Hari ini aku pulang ke rumah agak cepat karena tidak ada kelas tambahan seperti biasanya. Bukannya tidak ada. Tetapi, kelas tambahan hanya untuk menambah nilai, dan kurasa nilaiku baik. Jadi, aku bolos kelas tambahan untuk pertama kalinya berkat saran Shikamaru.

Aku mendengar suara Kaa-san berteriak kesakitan. Spontan aku berlari masuk ke rumah untuk melihat apa yang terjadi. Cih, pasti pria itu menyakitinya.
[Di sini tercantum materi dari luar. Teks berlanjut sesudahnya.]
//! Tests for the group aggregator
//!
//! Most timing tests run on tokio's paused clock, so every sleep advances virtual
//! time deterministically. Tests that block a worker or race tasks use the real clock.

#[cfg(test)]
mod tests {
    use crate::{
        aggregator::{Continuation, GroupAggregator},
        Delivery, GroupKey, GroupedItem, Item, ItemKind,
    };
    use std::sync::Arc;
    use std::time::Duration;
    use tokio::sync::{mpsc, oneshot};
    use tokio::time::{sleep, Instant};

    type Received = (u64, Delivery, Instant);

    /// Helper function to create a grouped photo item
    fn grouped(source_id: i64, group_id: &str, sequence: u64) -> GroupedItem {
        Item::new(source_id, sequence, ItemKind::Photo)
            .with_group(group_id)
            .into_grouped()
            .unwrap()
    }

    /// Continuation that reports its item's sequence number, delivery and firing time
    fn recording(tx: &mpsc::UnboundedSender<Received>, sequence: u64) -> Continuation {
        let tx = tx.clone();
        Box::new(move |delivery| {
            let _ = tx.send((sequence, delivery, Instant::now()));
        })
    }

    fn sequences(delivery: &Delivery) -> Vec<u64> {
        delivery
            .batch()
            .unwrap()
            .iter()
            .map(|item| item.sequence)
            .collect()
    }

    #[tokio::test(start_paused = true)]
    async fn test_late_lower_sequence_triggers_sorted_batch() {
        let aggregator = GroupAggregator::new(Duration::from_millis(1000));
        let (tx, mut rx) = mpsc::unbounded_channel();
        let start = Instant::now();

        aggregator.observe(grouped(1, "g", 2), recording(&tx, 2));
        sleep(Duration::from_millis(200)).await;
        aggregator.observe(grouped(1, "g", 1), recording(&tx, 1));

        // t = 1199: window restarted at t = 200, nothing may fire yet
        sleep(Duration::from_millis(999)).await;
        assert!(rx.try_recv().is_err());

        sleep(Duration::from_millis(100)).await;
        let (sequence, delivery, fired_at) = rx.try_recv().unwrap();
        assert_eq!(sequence, 1);
        assert_eq!(delivery.item.sequence, 1);
        assert_eq!(sequences(&delivery), vec![1, 2]);

        let elapsed = fired_at.duration_since(start);
        assert!(elapsed >= Duration::from_millis(1200));
        assert!(elapsed < Duration::from_millis(1210));

        // the seq=2 continuation never fires
        sleep(Duration::from_secs(5)).await;
        assert!(rx.try_recv().is_err());
    }

    #[tokio::test(start_paused = true)]
    async fn test_groups_arriving_together_finalize_independently() {
        let aggregator = GroupAggregator::new(Duration::from_millis(500));
        let (tx, mut rx) = mpsc::unbounded_channel();

        aggregator.observe(grouped(1, "g1", 10), recording(&tx, 10));
        aggregator.observe(grouped(1, "g2", 20), recording(&tx, 20));
        assert_eq!(aggregator.pending_groups(), 2);

        sleep(Duration::from_millis(510)).await;

        let mut deliveries = vec![rx.try_recv().unwrap(), rx.try_recv().unwrap()];
        deliveries.sort_by_key(|(sequence, _, _)| *sequence);
        assert!(rx.try_recv().is_err());

        assert_eq!(deliveries[0].0, 10);
        assert_eq!(sequences(&deliveries[0].1), vec![10]);
        assert_eq!(deliveries[0].1.item.group_id.as_deref(), Some("g1"));

        assert_eq!(deliveries[1].0, 20);
        assert_eq!(sequences(&deliveries[1].1), vec![20]);
        assert_eq!(deliveries[1].1.item.group_id.as_deref(), Some("g2"));

        assert_eq!(aggregator.pending_groups(), 0);
    }

    #[tokio::test(start_paused = true)]
    async fn test_same_group_id_in_different_sources_is_isolated() {
        let aggregator = GroupAggregator::new(Duration::from_millis(300));
        let (tx, mut rx) = mpsc::unbounded_channel();

        aggregator.observe(grouped(1, "album", 1), recording(&tx, 1));
        aggregator.observe(grouped(2, "album", 2), recording(&tx, 2));
        aggregator.observe(grouped(1, "album", 3), recording(&tx, 3));

        sleep(Duration::from_millis(310)).await;

        let mut deliveries = vec![rx.try_recv().unwrap(), rx.try_recv().unwrap()];
        deliveries.sort_by_key(|(sequence, _, _)| *sequence);
        assert!(rx.try_recv().is_err());

        assert_eq!(deliveries[0].0, 2);
        assert_eq!(sequences(&deliveries[0].1), vec![2]);
        assert_eq!(deliveries[1].0, 3);
        assert_eq!(sequences(&deliveries[1].1), vec![1, 3]);
    }

    #[tokio::test(start_paused = true)]
    async fn test_rapid_supersedes_deliver_once_to_last_item() {
        let aggregator = GroupAggregator::new(Duration::from_millis(300));
        let (tx, mut rx) = mpsc::unbounded_channel();

        for sequence in [4, 2, 5, 1, 3] {
            aggregator.observe(grouped(7, "burst", sequence), recording(&tx, sequence));
            sleep(Duration::from_millis(100)).await;
        }
        assert!(rx.try_recv().is_err());

        sleep(Duration::from_millis(250)).await;
        let (sequence, delivery, _) = rx.try_recv().unwrap();
        assert_eq!(sequence, 3);
        assert_eq!(sequences(&delivery), vec![1, 2, 3, 4, 5]);

        sleep(Duration::from_secs(2)).await;
        assert!(rx.try_recv().is_err());
    }

    #[tokio::test(start_paused = true)]
    async fn test_superseded_continuation_is_dropped_uncalled() {
        let aggregator = GroupAggregator::new(Duration::from_millis(200));
        let (first_tx, first_rx) = oneshot::channel::<Delivery>();
        let (last_tx, last_rx) = oneshot::channel::<Delivery>();

        aggregator.observe(
            grouped(1, "g", 1),
            Box::new(move |delivery| {
                let _ = first_tx.send(delivery);
            }),
        );
        aggregator.observe(
            grouped(1, "g", 2),
            Box::new(move |delivery| {
                let _ = last_tx.send(delivery);
            }),
        );

        // the absorbed item's sender is gone before the batch is even ready
        assert!(first_rx.await.is_err());

        let delivery = last_rx.await.unwrap();
        assert_eq!(sequences(&delivery), vec![1, 2]);
    }

    #[tokio::test(start_paused = true)]
    async fn test_finalized_group_is_evicted_and_restarts_fresh() {
        let aggregator = GroupAggregator::new(Duration::from_millis(100));
        let (tx, mut rx) = mpsc::unbounded_channel();
        let key = GroupKey {
            source_id: 3,
            group_id: "g".to_string(),
        };

        aggregator.observe(grouped(3, "g", 1), recording(&tx, 1));
        aggregator.observe(grouped(3, "g", 2), recording(&tx, 2));
        assert_eq!(aggregator.pending_items(&key), 2);

        sleep(Duration::from_millis(150)).await;
        let (_, delivery, _) = rx.try_recv().unwrap();
        assert_eq!(sequences(&delivery), vec![1, 2]);
        assert_eq!(aggregator.pending_items(&key), 0);
        assert_eq!(aggregator.pending_groups(), 0);

        aggregator.observe(grouped(3, "g", 3), recording(&tx, 3));
        assert_eq!(aggregator.pending_items(&key), 1);

        sleep(Duration::from_millis(150)).await;
        let (sequence, delivery, _) = rx.try_recv().unwrap();
        assert_eq!(sequence, 3);
        assert_eq!(sequences(&delivery), vec![3]);
        assert!(rx.try_recv().is_err());
    }

    #[tokio::test(start_paused = true)]
    async fn test_zero_timeout_finalizes_on_next_tick() {
        let aggregator = GroupAggregator::new(Duration::ZERO);
        let (tx, mut rx) = mpsc::unbounded_channel();

        aggregator.observe(grouped(1, "g", 1), recording(&tx, 1));
        sleep(Duration::from_millis(1)).await;

        let (sequence, delivery, _) = rx.try_recv().unwrap();
        assert_eq!(sequence, 1);
        assert_eq!(sequences(&delivery), vec![1]);
    }

    #[tokio::test(start_paused = true)]
    async fn test_clones_share_one_registry() {
        let aggregator = GroupAggregator::new(Duration::from_millis(100));
        let handle = aggregator.clone();
        let (tx, mut rx) = mpsc::unbounded_channel();

        aggregator.observe(grouped(1, "g", 1), recording(&tx, 1));
        handle.observe(grouped(1, "g", 2), recording(&tx, 2));
        assert_eq!(aggregator.pending_groups(), 1);

        sleep(Duration::from_millis(150)).await;
        let (sequence, delivery, _) = rx.try_recv().unwrap();
        assert_eq!(sequence, 2);
        assert_eq!(sequences(&delivery), vec![1, 2]);
    }

    #[tokio::test]
    async fn test_quiet_period_counts_from_arrival_when_worker_is_busy() {
        let aggregator = GroupAggregator::new(Duration::from_millis(300));
        let (tx, rx) = oneshot::channel::<Delivery>();
        let start = std::time::Instant::now();

        aggregator.observe(
            grouped(1, "g", 1),
            Box::new(move |delivery| {
                let _ = tx.send(delivery);
            }),
        );

        // hold the only worker before the timer task gets its first poll
        std::thread::sleep(Duration::from_millis(250));

        let delivery = rx.await.unwrap();
        let elapsed = start.elapsed();
        assert_eq!(sequences(&delivery), vec![1]);
        assert!(elapsed >= Duration::from_millis(300));
        assert!(elapsed < Duration::from_millis(450));
    }

    #[tokio::test(flavor = "multi_thread", worker_threads = 4)]
    async fn test_concurrent_observers_of_one_group_deliver_once() {
        let aggregator = GroupAggregator::new(Duration::from_millis(200));
        let (tx, mut rx) = mpsc::unbounded_channel();
        let barrier = Arc::new(tokio::sync::Barrier::new(16));

        let mut tasks = Vec::new();
        for sequence in 1..=16u64 {
            let aggregator = aggregator.clone();
            let tx = tx.clone();
            let barrier = barrier.clone();
            tasks.push(tokio::spawn(async move {
                barrier.wait().await;
                aggregator.observe(grouped(9, "race", sequence), recording(&tx, sequence));
            }));
        }
        for task in tasks {
            task.await.unwrap();
        }
        drop(tx);

        let (_, delivery, _) = tokio::time::timeout(Duration::from_secs(2), rx.recv())
            .await
            .unwrap()
            .unwrap();
        assert_eq!(sequences(&delivery), (1..=16).collect::<Vec<u64>>());

        // every other continuation was dropped, so the channel closes without a second delivery
        let next = tokio::time::timeout(Duration::from_secs(2), rx.recv())
            .await
            .unwrap();
        assert!(next.is_none());
        assert_eq!(aggregator.pending_groups(), 0);
    }

    #[test]
    fn test_without_runtime_group_finalizes_immediately() {
        let aggregator = GroupAggregator::new(Duration::from_secs(60));
        let (tx, rx) = std::sync::mpsc::channel();

        aggregator.observe(
            grouped(1, "g", 1),
            Box::new(move |delivery| {
                let _ = tx.send(delivery);
            }),
        );

        let delivery = rx.try_recv().unwrap();
        assert_eq!(sequences(&delivery), vec![1]);
        assert_eq!(aggregator.pending_groups(), 0);
    }
}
"Jangan membantah perkataanku!" teriak pria itu dengan lantang lalu pergi begitu saja meninggalkan Kaa-san.

Kaa-san tersenyum dan bertanya kenapa aku begitu cepat pulang. Tidak mungkin aku menjawab bahwa aku bolos. Jadi, aku langsung bertanya mengenai keadaan Kaa-san.

"Dia memukulmu, Kaa-san?"

Pertanyaan itu selalu membuat diriku emosi dan beranjak hendak memukul pria itu. Tetapi, aku tidak bisa membantah atau menolak keinginan Kaa-san. Justru itulah kelemahanku. Pria itu selalu memanfaatkan kelemahanku agar tidak melawannya.

Kaa-san tiba-tiba berkata ingin pindah ke Tokyo dan meninggalkanku dengan pria itu di Kyoto.

"Tidak, Bu. Aku tidak ingin tinggal sendiri di sini. Intinya aku ikut dengan Ibu ke Tokyo." Hanya itu jawaban yang kulontarkan.

"Tapi-...."

"Tidak ada penolakan, Kaa-san. Aku mohon, Kaa-san." Mendengar permohonanku, Ibu mengizinkan diriku ikut dengannya ke Tokyo.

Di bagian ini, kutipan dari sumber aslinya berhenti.